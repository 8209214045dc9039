//! Path building infrastructure for REST resources.
//!
//! This module describes how each resource type is addressed and turns that
//! description into request paths.
//!
//! # Path Resolution
//!
//! A path is `[parent path] + endpoint [+ "/" + id]`:
//!
//! - `/account` (singleton, never takes an id)
//! - `/customers` and `/customers/{id}` (top-level)
//! - `/customers/{customer_id}/cards/{id}` (nested under a customer)
//!
//! Ids are percent-encoded as a single path segment. Parent paths are taken
//! as already resolved.
//!
//! # Example
//!
//! ```rust
//! use omise_api::rest::resolve_path;
//!
//! assert_eq!(resolve_path("/account", None, None), "/account");
//! assert_eq!(resolve_path("/customers", Some("cust_1"), None), "/customers/cust_1");
//! assert_eq!(
//!     resolve_path("/cards", Some("card_1"), Some("/customers/cust_1")),
//!     "/customers/cust_1/cards/card_1"
//! );
//! ```

use crate::clients::{Host, HttpMethod};
use crate::rest::ResourceError;

/// Operations that can be performed on a REST resource.
///
/// Each operation corresponds to a specific HTTP method and URL pattern.
#[derive(Debug, Clone, Copy, PartialEq, Eq, Hash)]
pub enum ResourceOperation {
    /// Fetch a single resource (GET /resources/{id} or GET /singleton).
    Retrieve,
    /// List resources (GET /resources).
    List,
    /// Create a new resource (POST /resources).
    Create,
    /// Update an existing resource (PATCH /resources/{id}).
    Update,
    /// Delete a resource (DELETE /resources/{id}).
    Destroy,
}

impl ResourceOperation {
    /// Returns the default HTTP method for this operation.
    #[must_use]
    pub const fn default_http_method(&self) -> HttpMethod {
        match self {
            Self::Retrieve | Self::List => HttpMethod::Get,
            Self::Create => HttpMethod::Post,
            Self::Update => HttpMethod::Patch,
            Self::Destroy => HttpMethod::Delete,
        }
    }

    /// Returns the operation name as a string.
    #[must_use]
    pub const fn as_str(&self) -> &'static str {
        match self {
            Self::Retrieve => "retrieve",
            Self::List => "list",
            Self::Create => "create",
            Self::Update => "update",
            Self::Destroy => "destroy",
        }
    }

    /// Returns `true` if the operation targets one instance.
    #[must_use]
    pub const fn targets_instance(&self) -> bool {
        matches!(self, Self::Retrieve | Self::Update | Self::Destroy)
    }
}

/// Whether instances of a resource are addressed by id.
#[derive(Debug, Clone, Copy, PartialEq, Eq)]
pub enum Addressing {
    /// Instances live at `{endpoint}/{id}`.
    ById,
    /// The resource is the endpoint itself (`/account`); ids are rejected.
    Singleton,
}

/// Whether a resource lives under a parent entity's path.
#[derive(Debug, Clone, Copy, PartialEq, Eq)]
pub enum Nesting {
    /// The endpoint is at the root of its host.
    TopLevel,
    /// The endpoint is appended to a parent path.
    Nested,
}

/// Static description of a resource type.
///
/// Every resource declares one of these as a constant. It is all the
/// resource layer needs to build paths, pick a host and reject unsupported
/// operations locally.
///
/// # Example
///
/// ```rust
/// use omise_api::rest::{Addressing, Nesting, ResourceDescriptor, ResourceOperation};
/// use omise_api::clients::Host;
///
/// const ACCOUNT: ResourceDescriptor = ResourceDescriptor {
///     name: "Account",
///     object: "account",
///     endpoint: "/account",
///     addressing: Addressing::Singleton,
///     nesting: Nesting::TopLevel,
///     host: Host::Api,
///     operations: &[ResourceOperation::Retrieve, ResourceOperation::Update],
/// };
///
/// assert_eq!(ACCOUNT.path(ResourceOperation::Retrieve, None, None).unwrap(), "/account");
/// assert!(ACCOUNT.path(ResourceOperation::Retrieve, Some("acct_1"), None).is_err());
/// assert!(ACCOUNT.path(ResourceOperation::Destroy, None, None).is_err());
/// ```
#[derive(Debug, Clone, Copy, PartialEq, Eq)]
pub struct ResourceDescriptor {
    /// Type name used in errors and logs (e.g., "Customer").
    pub name: &'static str,
    /// Value of the `object` field in payloads (e.g., "customer").
    pub object: &'static str,
    /// Endpoint relative to the host or parent path (e.g., "/customers").
    pub endpoint: &'static str,
    /// Whether instances take an id.
    pub addressing: Addressing,
    /// Whether a parent path is required.
    pub nesting: Nesting,
    /// Which host (and credential) serves this resource.
    pub host: Host,
    /// Operations the resource supports.
    pub operations: &'static [ResourceOperation],
}

impl ResourceDescriptor {
    /// Returns `true` if `operation` is supported.
    #[must_use]
    pub fn supports(&self, operation: ResourceOperation) -> bool {
        self.operations.contains(&operation)
    }

    /// Returns `true` for singleton resources.
    #[must_use]
    pub const fn is_singleton(&self) -> bool {
        matches!(self.addressing, Addressing::Singleton)
    }

    /// Returns `true` for resources that need a parent path.
    #[must_use]
    pub const fn is_nested(&self) -> bool {
        matches!(self.nesting, Nesting::Nested)
    }

    /// Resolves the request path for `operation`.
    ///
    /// Validation runs before any request is built:
    ///
    /// 1. the operation must be supported
    /// 2. singletons must not receive an id
    /// 3. nested resources must receive a parent path
    /// 4. instance operations on id-addressed resources must receive an id
    ///
    /// Collection operations (`List`, `Create`) ignore `id`.
    ///
    /// # Errors
    ///
    /// Returns the matching [`ResourceError`] variant for each failed check.
    pub fn path(
        &self,
        operation: ResourceOperation,
        id: Option<&str>,
        parent: Option<&str>,
    ) -> Result<String, ResourceError> {
        if !self.supports(operation) {
            return Err(ResourceError::UnsupportedOperation {
                resource: self.name,
                operation: operation.as_str(),
            });
        }

        if self.is_singleton() {
            if let Some(id) = id {
                return Err(ResourceError::SingletonAddressedById {
                    resource: self.name,
                    id: id.to_string(),
                });
            }
        }

        if self.is_nested() && parent.is_none() {
            return Err(ResourceError::PathResolutionFailed {
                resource: self.name,
                operation: operation.as_str(),
            });
        }

        let id = if operation.targets_instance() && !self.is_singleton() {
            match id {
                Some(id) if !id.is_empty() => Some(id),
                _ => {
                    return Err(ResourceError::MissingId {
                        resource: self.name,
                        operation: operation.as_str(),
                    })
                }
            }
        } else {
            None
        };

        let parent = if self.is_nested() { parent } else { None };

        Ok(resolve_path(self.endpoint, id, parent))
    }
}

/// Joins a parent path, an endpoint and an optional id into a request path.
///
/// Pure and deterministic. Empty segments at the joins are dropped so
/// `"/customers/"` and `"/cards"` never produce a double slash. The id is
/// percent-encoded; the parent and endpoint are used as given.
#[must_use]
pub fn resolve_path(endpoint: &str, id: Option<&str>, parent: Option<&str>) -> String {
    let mut segments: Vec<String> = [parent, Some(endpoint)]
        .into_iter()
        .flatten()
        .flat_map(|part| part.split('/'))
        .filter(|segment| !segment.is_empty())
        .map(String::from)
        .collect();

    if let Some(id) = id {
        segments.push(urlencoding::encode(id).into_owned());
    }

    format!("/{}", segments.join("/"))
}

What you have to do: Reproduce the data shown above in its entirety, keeping each word as it is.

Task output:
repository 8209214045dc9039
//! Path building infrastructure for REST resources.
//!
//! This module describes how each resource type is addressed and turns that
//! description into request paths.
//!
//! # Path Resolution
//!
//! A path is `[parent path] + endpoint [+ "/" + id]`:
//!
//! - `/account` (singleton, never takes an id)
//! - `/customers` and `/customers/{id}` (top-level)
//! - `/customers/{customer_id}/cards/{id}` (nested under a customer)
//!
//! Ids are percent-encoded as a single path segment. Parent paths are taken
//! as already resolved.
//!
//! # Example
//!
//! ```rust
//! use omise_api::rest::resolve_path;
//!
//! assert_eq!(resolve_path("/account", None, None), "/account");
//! assert_eq!(resolve_path("/customers", Some("cust_1"), None), "/customers/cust_1");
//! assert_eq!(
//!     resolve_path("/cards", Some("card_1"), Some("/customers/cust_1")),
//!     "/customers/cust_1/cards/card_1"
//! );
//! ```

use crate::clients::{Host, HttpMethod};
use crate::rest::ResourceError;

/// Operations that can be performed on a REST resource.
///
/// Each operation corresponds to a specific HTTP method and URL pattern.
#[derive(Debug, Clone, Copy, PartialEq, Eq, Hash)]
pub enum ResourceOperation {
    /// Fetch a single resource (GET /resources/{id} or GET /singleton).
    Retrieve,
    /// List resources (GET /resources).
    List,
    /// Create a new resource (POST /resources).
    Create,
    /// Update an existing resource (PATCH /resources/{id}).
    Update,
    /// Delete a resource (DELETE /resources/{id}).
    Destroy,
}

impl ResourceOperation {
    /// Returns the default HTTP method for this operation.
    #[must_use]
    pub const fn default_http_method(&self) -> HttpMethod {
        match self {
            Self::Retrieve | Self::List => HttpMethod::Get,
            Self::Create => HttpMethod::Post,
            Self::Update => HttpMethod::Patch,
            Self::Destroy => HttpMethod::Delete,
        }
    }

    /// Returns the operation name as a string.
    #[must_use]
    pub const fn as_str(&self) -> &'static str {
        match self {
            Self::Retrieve => "retrieve",
            Self::List => "list",
            Self::Create => "create",
            Self::Update => "update",
            Self::Destroy => "destroy",
        }
    }

    /// Returns `true` if the operation targets one instance.
    #[must_use]
    pub const fn targets_instance(&self) -> bool {
        matches!(self, Self::Retrieve | Self::Update | Self::Destroy)
    }
}

/// Whether instances of a resource are addressed by id.
#[derive(Debug, Clone, Copy, PartialEq, Eq)]
pub enum Addressing {
    /// Instances live at `{endpoint}/{id}`.
    ById,
    /// The resource is the endpoint itself (`/account`); ids are rejected.
    Singleton,
}

/// Whether a resource lives under a parent entity's path.
#[derive(Debug, Clone, Copy, PartialEq, Eq)]
pub enum Nesting {
    /// The endpoint is at the root of its host.
    TopLevel,
    /// The endpoint is appended to a parent path.
    Nested,
}

/// Static description of a resource type.
///
/// Every resource declares one of these as a constant. It is all the
/// resource layer needs to build paths, pick a host and reject unsupported
/// operations locally.
///
/// # Example
///
/// ```rust
/// use omise_api::rest::{Addressing, Nesting, ResourceDescriptor, ResourceOperation};
/// use omise_api::clients::Host;
///
/// const ACCOUNT: ResourceDescriptor = ResourceDescriptor {
///     name: "Account",
///     object: "account",
///     endpoint: "/account",
///     addressing: Addressing::Singleton,
///     nesting: Nesting::TopLevel,
///     host: Host::Api,
///     operations: &[ResourceOperation::Retrieve, ResourceOperation::Update],
/// };
///
/// assert_eq!(ACCOUNT.path(ResourceOperation::Retrieve, None, None).unwrap(), "/account");
/// assert!(ACCOUNT.path(ResourceOperation::Retrieve, Some("acct_1"), None).is_err());
/// assert!(ACCOUNT.path(ResourceOperation::Destroy, None, None).is_err());
/// ```
#[derive(Debug, Clone, Copy, PartialEq, Eq)]
pub struct ResourceDescriptor {
    /// Type name used in errors and logs (e.g., "Customer").
    pub name: &'static str,
    /// Value of the `object` field in payloads (e.g., "customer").
    pub object: &'static str,
    /// Endpoint relative to the host or parent path (e.g., "/customers").
    pub endpoint: &'static str,
    /// Whether instances take an id.
    pub addressing: Addressing,
    /// Whether a parent path is required.
    pub nesting: Nesting,
    /// Which host (and credential) serves this resource.
    pub host: Host,
    /// Operations the resource supports.
    pub operations: &'static [ResourceOperation],
}

impl ResourceDescriptor {
    /// Returns `true` if `operation` is supported.
    #[must_use]
    pub fn supports(&self, operation: ResourceOperation) -> bool {
        self.operations.contains(&operation)
    }

    /// Returns `true` for singleton resources.
    #[must_use]
    pub const fn is_singleton(&self) -> bool {
        matches!(self.addressing, Addressing::Singleton)
    }

    /// Returns `true` for resources that need a parent path.
    #[must_use]
    pub const fn is_nested(&self) -> bool {
        matches!(self.nesting, Nesting::Nested)
    }

    /// Resolves the request path for `operation`.
    ///
    /// Validation runs before any request is built:
    ///
    /// 1. the operation must be supported
    /// 2. singletons must not receive an id
    /// 3. nested resources must receive a parent path
    /// 4. instance operations on id-addressed resources must receive an id
    ///
    /// Collection operations (`List`, `Create`) ignore `id`.
    ///
    /// # Errors
    ///
    /// Returns the matching [`ResourceError`] variant for each failed check.
    pub fn path(
        &self,
        operation: ResourceOperation,
        id: Option<&str>,
        parent: Option<&str>,
    ) -> Result<String, ResourceError> {
        if !self.supports(operation) {
            return Err(ResourceError::UnsupportedOperation {
                resource: self.name,
                operation: operation.as_str(),
            });
        }

        if self.is_singleton() {
            if let Some(id) = id {
                return Err(ResourceError::SingletonAddressedById {
                    resource: self.name,
                    id: id.to_string(),
                });
            }
        }

        if self.is_nested() && parent.is_none() {
            return Err(ResourceError::PathResolutionFailed {
                resource: self.name,
                operation: operation.as_str(),
            });
        }

        let id = if operation.targets_instance() && !self.is_singleton() {
            match id {
                Some(id) if !id.is_empty() => Some(id),
                _ => {
                    return Err(ResourceError::MissingId {
                        resource: self.name,
                        operation: operation.as_str(),
                    })
                }
            }
        } else {
            None
        };

        let parent = if self.is_nested() { parent } else { None };

        Ok(resolve_path(self.endpoint, id, parent))
    }
}

/// Joins a parent path, an endpoint and an optional id into a request path.
///
/// Pure and deterministic. Empty segments at the joins are dropped so
/// `"/customers/"` and `"/cards"` never produce a double slash. The id is
/// percent-encoded; the parent and endpoint are used as given.
#[must_use]
pub fn resolve_path(endpoint: &str, id: Option<&str>, parent: Option<&str>) -> String {
    let mut segments: Vec<String> = [parent, Some(endpoint)]
        .into_iter()
        .flatten()
        .flat_map(|part| part.split('/'))
        .filter(|segment| !segment.is_empty())
        .map(String::from)
        .collect();

    if let Some(id) = id {
        segments.push(urlencoding::encode(id).into_owned());
    }

    format!("/{}", segments.join("/"))
}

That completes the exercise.